**BRIEF:**
Up to and including the line containing "pub const ERROR_LABEL: &str", set down each line of the entries below exactly, starting from the first, and leave out the rest.

(Saved entries)
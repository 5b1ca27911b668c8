//! What the equipment control shows for each stage of a room change.

use shared::protocol::PcOption;

use crate::error::FetchError;

pub const LOADING_LABEL: &str = "Loading PCs...";
pub const EMPTY_LABEL: &str = "No PCs available";
pub const ERROR_LABEL: &str = "Error loading PCs";

/// One `<option>` of the equipment control.
#[derive(Debug, Clone, PartialEq, Eq)]
pub struct OptionEntry {
    pub value: Option<String>,
    pub label: String,
    pub disabled: bool,
    pub selected: bool,
}

impl OptionEntry {
    /// A disabled, pre-selected entry carrying only a status label.
    pub fn placeholder(label: impl Into<String>) -> Self {
        Self {
            value: None,
            label: label.into(),
            disabled: true,
            selected: true,
        }
    }

    pub fn pc(pc: &PcOption) -> Self {
        Self {
            value: Some(pc.id.to_string()),
            label: pc.name.clone(),
            disabled: false,
            selected: false,
        }
    }

    pub fn is_placeholder(&self) -> bool {
        self.value.is_none() && self.disabled
    }
}

#[derive(Debug, Clone, PartialEq, Eq)]
pub enum EquipmentState {
    Loading,
    Populated(Vec<PcOption>),
    Empty,
    Error,
}

/// Discriminant of [`EquipmentState`] without the payload.
#[derive(Debug, Clone, Copy, PartialEq, Eq)]
pub enum RenderedKind {
    Loading,
    Populated { count: usize },
    Empty,
    Error,
}

impl EquipmentState {
    /// Terminal state for a settled fetch.
    pub fn from_fetch(result: &Result<Vec<PcOption>, FetchError>) -> Self {
        match result {
            Ok(pcs) if pcs.is_empty() => Self::Empty,
            Ok(pcs) => Self::Populated(pcs.clone()),
            Err(_) => Self::Error,
        }
    }

    pub fn kind(&self) -> RenderedKind {
        match self {
            Self::Loading => RenderedKind::Loading,
            Self::Populated(pcs) => RenderedKind::Populated { count: pcs.len() },
            Self::Empty => RenderedKind::Empty,
            Self::Error => RenderedKind::Error,
        }
    }

    pub fn entries(&self) -> Vec<OptionEntry> {
        match self {
            Self::Loading => vec![OptionEntry::placeholder(LOADING_LABEL)],
            Self::Populated(pcs) => pcs.iter().map(OptionEntry::pc).collect(),
            Self::Empty => vec![OptionEntry::placeholder(EMPTY_LABEL)],
            Self::Error => vec![OptionEntry::placeholder(ERROR_LABEL)],
        }
    }
}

**OUTPUT FOR THIS TASK:**
repository 5b1ca27911b668c8
//! What the equipment control shows for each stage of a room change.

use shared::protocol::PcOption;

use crate::error::FetchError;

pub const LOADING_LABEL: &str = "Loading PCs...";
pub const EMPTY_LABEL: &str = "No PCs available";
pub const ERROR_LABEL: &str = "Error loading PCs";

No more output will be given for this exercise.